Reviewer has chosen not to be Anonymous
Overall Impression: Good
Suggested Decision: Undecided
Technical Quality of the paper: Weak
Presentation: Good
Reviewer`s confidence: Medium
Significance: Moderate significance
Background: Reasonable
Novelty: Limited novelty
Data availability: Not all used and produced data are FAIR and openly available in established data repositories; authors need to fix this
Length of the manuscript: The length of this manuscript is about right
Summary of paper in a few sentences:
The paper presents an architecture and a prototype of the system for sharing and reusing the models and the data of scientific experiments in the chemical kinetics domain. The paper touches upon some issues in aggregating, managing and processing this data. It also mentions possible extensions to other domains and automated integration of even more of the gathered experimental data without going into details - I understand that both these aspects are part of the future work.
Reasons to accept:
The paper is well written, the figures and the screenshots are readable and help to present the material.
The paper deals with an important problem of reusing experimental result and is interdisciplinary, as the authors represent both data/software engineering and chemical engineering communities.
It also provides a nice introduction to the domain, accessible for a person who is not an expert in chemical kinetics.
Reasons to reject:
I would encourage the authors to clarify the main contribution. The requirements and the architecture do not qualify as good enough contribution, worth a journal paper as 1) they have been already presented already at SAVE-SD 2018 and 2) the design of the architecture does not mean it will work in practice. I would encourage authors to go for the "first version of the system" being presented and limit the discussion of "extension to other domains and new requirements" to the discussion section, as both are not tested in practice. Right now the paper mentions them several times, but discussing the problems does not solve them...
A possible reason to reject would be that neither the data (or samples of data) or the software (prototype) presented in the paper are not available online. I leave it up to the editors to decide if it is a reason for rejection.For instance, when the authors describe supplementary materials in p.4, examples of such materials can be given. The same for the "experiment consists of a set of conditions, ... and output variables" - including an example would help a lot!
It is not the strongest reason for rejection, but before accepting this manuscript, the paper should clarify the title and the use of terms. [1, 2] use "scholarly data" as "the data describing the publications, authors, etc.". This paper deals with the "experimental data from the chemical kinetics domain" or "scientific data". Therefore, the title "scholarly data analysis to aid ..." is misleading, as no such analysis happens at the moment (it is just mentioned as a possible source of new data). Such analysis, if already performed is non-trivial and can constitute contribution per se. For instance, on p.17, 5.3: "can be retrieved automatically from external sources". Can be? Or "is retrieved"? From which sources?
[1] F. Xia, W. Wang, T. M. Bekele and H. Liu, "Big Scholarly Data: A Survey," in IEEE Transactions on Big Data, vol. 3, no. 1, pp. 18-35, 1 March 2017.
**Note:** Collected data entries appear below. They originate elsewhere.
//! The young generation: two equal bump-allocated semispaces.
//!
//! Objects are first placed in the working chunk with state `NEW`.  A fast
//! collection copies survivors either into the other chunk (`NEW` → `MID`,
//! first survival) or into old space (`MID` → promotion), then the chunks
//! swap roles.  The GC pointer in the meta word is unused outside
//! collections; during them it carries the forwarding pointer.

use crate::object::value::ObjRef;
use crate::object::{GcState, OBJECT_HEAD_SIZE};
use crate::util::Address;

use super::chunk::{walk_objects, walk_objects_stashed, Chunk};
use super::objmem;
use super::old_space::{OldReallocCtx, OldSpace, OldSpaceIter};
use super::MemConfig;

pub struct NewSpace {
    working_chunk: Chunk,
    free_chunk: Chunk,
}

impl NewSpace {
    pub fn new(conf: &MemConfig) -> NewSpace {
        NewSpace {
            working_chunk: Chunk::create(conf.new_chunk_size),
            free_chunk: Chunk::create(conf.new_chunk_size),
        }
    }

    /// Allocate storage for an object.  On failure (space full), returns
    /// `None`; the caller runs a fast GC and retries.
    pub fn alloc(&mut self, ty: ObjRef, size: usize) -> Option<ObjRef> {
        debug_assert!(size >= OBJECT_HEAD_SIZE);
        let addr = self.working_chunk.alloc(size)?;
        let obj = unsafe { ObjRef::from_addr(addr) };
        obj.init_meta(GcState::New, 0, ty);
        Some(obj)
    }

    /// Bytes currently allocated in the working semispace.
    pub fn used_bytes(&self) -> usize {
        self.working_chunk.free_ptr() - self.working_chunk.mem_start()
    }

    pub fn capacity_bytes(&self) -> usize {
        self.working_chunk.end() - self.working_chunk.mem_start()
    }

    /// GC: swap the two semispaces.
    pub fn swap_chunks(&mut self) {
        std::mem::swap(&mut self.working_chunk, &mut self.free_chunk);
    }

    /// Fast GC: reallocate and copy the objects marked alive.
    ///
    /// `NEW` survivors go to the other semispace as `MID`; `MID` survivors
    /// are promoted into old space.  If old space refuses a promotion, the
    /// object stays `MID` in the other semispace and `false` is returned so
    /// the caller can force a full collection next cycle.  The new storage
    /// address is written into the old object's meta word as the forwarding
    /// pointer.
    pub fn realloc_and_copy_survivors(&mut self, old_space: &mut OldSpace) -> bool {
        let to_chunk = self.free_chunk;
        to_chunk.reset();

        let mut old_space_is_full = false;
        unsafe {
            walk_objects(
                self.working_chunk.mem_start(),
                self.working_chunk.free_ptr(),
                |obj, size| {
                    debug_assert!(obj.is_young());
                    if !obj.test_gc_mark() {
                        // Object dies here.
                        return;
                    }
                    let ty = obj.type_of();
                    let new_obj = if obj.gc_state() == GcState::New {
                        Self::evacuate_within(to_chunk, ty, size)
                    } else if old_space_is_full {
                        Self::evacuate_within(to_chunk, ty, size)
                    } else {
                        match old_space.alloc(ty, size) {
                            Some(promoted) => promoted,
                            None => {
                                old_space_is_full = true;
                                Self::evacuate_within(to_chunk, ty, size)
                            }
                        }
                    };
                    obj.set_gc_ptr(new_obj.addr().as_usize());
                    debug_assert!(
                        new_obj.addr() < obj.addr() || new_obj.addr() >= obj.addr() + size
                    );
                    std::ptr::copy_nonoverlapping::<u8>(
                        (obj.addr() + OBJECT_HEAD_SIZE).to_ptr(),
                        (new_obj.addr() + OBJECT_HEAD_SIZE).to_mut_ptr(),
                        size - OBJECT_HEAD_SIZE,
                    );
                },
            );
        }

        !old_space_is_full
    }

    fn evacuate_within(to_chunk: Chunk, ty: ObjRef, size: usize) -> ObjRef {
        // The destination semispace has the same capacity, so survivors of
        // the working chunk always fit.
        let addr = to_chunk.alloc(size).expect("semispace evacuation overflow");
        let obj = unsafe { ObjRef::from_addr(addr) };
        obj.init_meta(GcState::Mid, 0, ty);
        obj
    }

    /// Full GC: reserve new storage for survivors without copying.  The
    /// rules match [`NewSpace::realloc_and_copy_survivors`], except that
    /// `MID` promotions go through the old-space reallocation cursor.  Dead
    /// objects get their size stashed in the GC pointer for the later walks.
    pub fn realloc_survivors(&mut self, old_space: &mut OldSpace, iter: &mut OldSpaceIter) {
        let to_chunk = self.free_chunk;
        to_chunk.reset();

        unsafe {
            walk_objects(
                self.working_chunk.mem_start(),
                self.working_chunk.free_ptr(),
                |obj, size| {
                    debug_assert!(obj.is_young());
                    if !obj.test_gc_mark() {
                        // Object dies here; keep its size readable.
                        obj.set_gc_ptr(size);
                        return;
                    }
                    let new_mem = if obj.gc_state() == GcState::New {
                        to_chunk.alloc(size).expect("semispace evacuation overflow")
                    } else {
                        old_space.pre_alloc(iter, size)
                    };
                    obj.set_gc_ptr(new_mem.as_usize());
                },
            );
        }
    }

    /// Fast GC: update references in the newly copied objects.  Call after
    /// the semispace swap: the working chunk is the destination.
    pub fn update_references(&mut self) {
        unsafe {
            walk_objects(
                self.working_chunk.mem_start(),
                self.working_chunk.free_ptr(),
                |obj, _size| objmem::move_object_slots(obj),
            );
        }
    }

    /// Full GC: update references in marked objects (still in the source
    /// semispace; nothing has moved yet).
    pub fn update_marked_references(&mut self) {
        unsafe {
            walk_objects_stashed(
                self.working_chunk.mem_start(),
                self.working_chunk.free_ptr(),
                |obj, _size, marked| {
                    if marked {
                        objmem::move_object_slots(obj);
                    }
                },
            );
        }
    }

    /// Full GC: move survivors to the storage reserved by
    /// [`NewSpace::realloc_survivors`].
    pub fn move_marked_objects(&mut self, old_space: &OldSpace, ctx: &mut OldReallocCtx) {
        unsafe {
            walk_objects_stashed(
                self.working_chunk.mem_start(),
                self.working_chunk.free_ptr(),
                |obj, size, marked| {
                    if !marked {
                        return;
                    }
                    obj.reset_gc_mark();
                    let new_obj = ObjRef::from_addr(Address::from_usize(obj.gc_ptr()));
                    let ty = obj.type_of();
                    if obj.gc_state() == GcState::New {
                        new_obj.init_meta(GcState::Mid, 0, ty);
                    } else {
                        old_space.init_reallocated_meta(ctx, new_obj, ty);
                    }
                    std::ptr::copy_nonoverlapping::<u8>(
                        (obj.addr() + OBJECT_HEAD_SIZE).to_ptr(),
                        (new_obj.addr() + OBJECT_HEAD_SIZE).to_mut_ptr(),
                        size - OBJECT_HEAD_SIZE,
                    );
                },
            );
        }
    }

    #[cfg(debug_assertions)]
    pub fn post_gc_check(&self) -> Result<(), &'static str> {
        let mut err = None;
        unsafe {
            walk_objects(
                self.working_chunk.mem_start(),
                self.working_chunk.free_ptr(),
                |obj, _size| {
                    if !obj.is_young() {
                        err = Some("non-young object in new space");
                    } else if obj.test_gc_mark() {
                        err = Some("marked object in new space after GC");
                    }
                },
            );
        }
        match err {
            Some(e) => Err(e),
            None => Ok(()),
        }
    }

    pub fn dump_usage(&self) {
        debug!(
            "new space: working {} / {} bytes used",
            self.used_bytes(),
            self.capacity_bytes()
        );
    }
}

impl Drop for NewSpace {
    fn drop(&mut self) {
        self.working_chunk.destroy();
        self.free_chunk.destroy();
    }
}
doi: 10.1109/TBDATA.2016.2641460
[2] http://www.scholarlydata.org/
Nanopublication comments:
Further comments:
1. Please give concrete examples when mentioning other domains besides "chemical kinetics": which domains, which data will be stored and managed? If you do not have anything concrete at this stage, it is better to just say "we are going to look into extending our system to work with domains A, B, C". Right now the reader might be mislead by claims like "can be easily generalized to other domains",
The same at p.6 "The need of a continuous validation of models based on new experiments is shared among most scientific fields, and therefore the activities of acquiring, analyzing and evaluating models and experiments is certainly shared with other scientific domains" - consider giving a couple of examples to be specific.
2. p.3, one of the contributions: "A data-based and service-based architecture for such a system is proposed and discussed, providing a data model to support data integration and the development of a set of data curation and analysis services." - please be more concrete when describing the data integration in the paper. For instance, in Fig. 1 it is not clear which steps are covered by the system, and which are automated, which are performed manually? Elaborating on this aspects and relating the authors' contribution to this general model refinement procedure would help to clarify the benefits of the presented approach.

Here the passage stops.